Skeen sat in the saddle watching all this activity with interest and some impatient. She couldn't see they'd made any great mess, but the Aggitj were very serious about what they were doing. Timka had been much the same way about their camps, eyeing Skeen with disfavor when she started to leave before the place was put back close to what it'd been before they came. Skeen wanted to leave now, but she owed them more courtesy. Good kids, limber and loving and sexy as hell. She felt like their mother, well, maybe not their mother, considering the games they'd got up to last night. She had enjoyed herself to the max last night, but she didn't want to repeat it. When she dived into a Pit Stop, she seldom spent two nights in the same place with the same person. It felt better to say it's been great, guys, see you.

The Aggitj finished their fussing, huddled together a moment to sing a short wordless song, a kind of celebration, maybe of a happy night and a joyful morning.
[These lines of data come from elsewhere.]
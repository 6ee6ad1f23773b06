//! Session-gate state for a mounted dashboard page.
//!
//! SYSTEM CONTEXT
//! ==============
//! The server's access guard already decided whether this page may render.
//! This state only drives what the dashboard layout shows while the client
//! re-reads the session for display: a loading placeholder, the protected
//! content, or nothing.
//!
//! Transitions are pure functions so the gate controller and tests share them.

#[cfg(test)]
#[path = "auth_test.rs"]
mod auth_test;

use access::{AuthEvent, Session, SessionUser};

/// Lifecycle of one mounted gate.
#[derive(Clone, Copy, Debug, Default, PartialEq, Eq)]
pub enum GatePhase {
    /// Constructed, not yet mounted.
    #[default]
    Initializing,
    /// Session query in flight.
    Loading,
    Authenticated,
    /// No session found. Terminal for this mount: no retry.
    Unauthenticated,
    /// Signed out while mounted; navigation to the login page was issued.
    Departed,
}

/// What a dashboard page knows about the current session.
#[derive(Clone, Debug, Default, PartialEq, Eq)]
pub struct AuthState {
    pub phase: GatePhase,
    pub user: Option<SessionUser>,
}

/// Side effect a transition asks the caller to perform.
#[derive(Clone, Copy, Debug, PartialEq, Eq)]
pub enum GateEffect {
    None,
    /// Navigate to the login page.
    GoToLogin,
}

impl AuthState {
    /// Whether protected content may render.
    #[must_use]
    pub fn is_authenticated(&self) -> bool {
        self.phase == GatePhase::Authenticated
    }

    /// Whether the loading placeholder should render.
    #[must_use]
    pub fn is_loading(&self) -> bool {
        matches!(self.phase, GatePhase::Initializing | GatePhase::Loading)
    }

    /// `Initializing -> Loading`. Any other phase is left alone.
    #[must_use]
    pub fn mounted(self) -> Self {
        match self.phase {
            GatePhase::Initializing => Self { phase: GatePhase::Loading, ..self },
            _ => self,
        }
    }

    /// Apply the answer to the initial session query.
    ///
    /// Only a `Loading` gate takes the answer; a notification may already have
    /// settled the phase, and that newer information wins.
    #[must_use]
    pub fn resolved(self, session: Option<Session>) -> Self {
        if self.phase != GatePhase::Loading {
            return self;
        }
        match session {
            Some(session) => Self { phase: GatePhase::Authenticated, user: Some(session.user) },
            None => Self { phase: GatePhase::Unauthenticated, user: None },
        }
    }

    /// Apply an auth-state-change notification.
    #[must_use]
    pub fn on_event(self, event: AuthEvent, session: Option<Session>) -> (Self, GateEffect) {
        if self.phase == GatePhase::Departed {
            return (self, GateEffect::None);
        }
        match event {
            AuthEvent::SignedOut => (Self { phase: GatePhase::Departed, user: None }, GateEffect::GoToLogin),
            AuthEvent::SignedIn => {
                let user = session.map(|s| s.user).or(self.user);
                (Self { phase: GatePhase::Authenticated, user }, GateEffect::None)
            }
            AuthEvent::TokenRefreshed | AuthEvent::UserUpdated if self.is_authenticated() => {
                let user = session.map(|s| s.user).or(self.user);
                (Self { user, ..self }, GateEffect::None)
            }
            _ => (self, GateEffect::None),
        }
    }
}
They moved apart, chattering cheerfully in their own tongue, swung into the saddle, chattering on in Trade-Min, so persistently they canceled each other out until Hal who was the oldest put two fingers in his mouth and blasted the other three with an ear-shattering whistle.

He waved Hart, Ders, and Domi back, then maneuvered his mount beside Skeen.

Skeen started on at an easy walk, Timka's horse ambling patiently behind. They rode in silence for half a stad, then Hal said, “We want to come with you, Skeen ka Pass-Through.”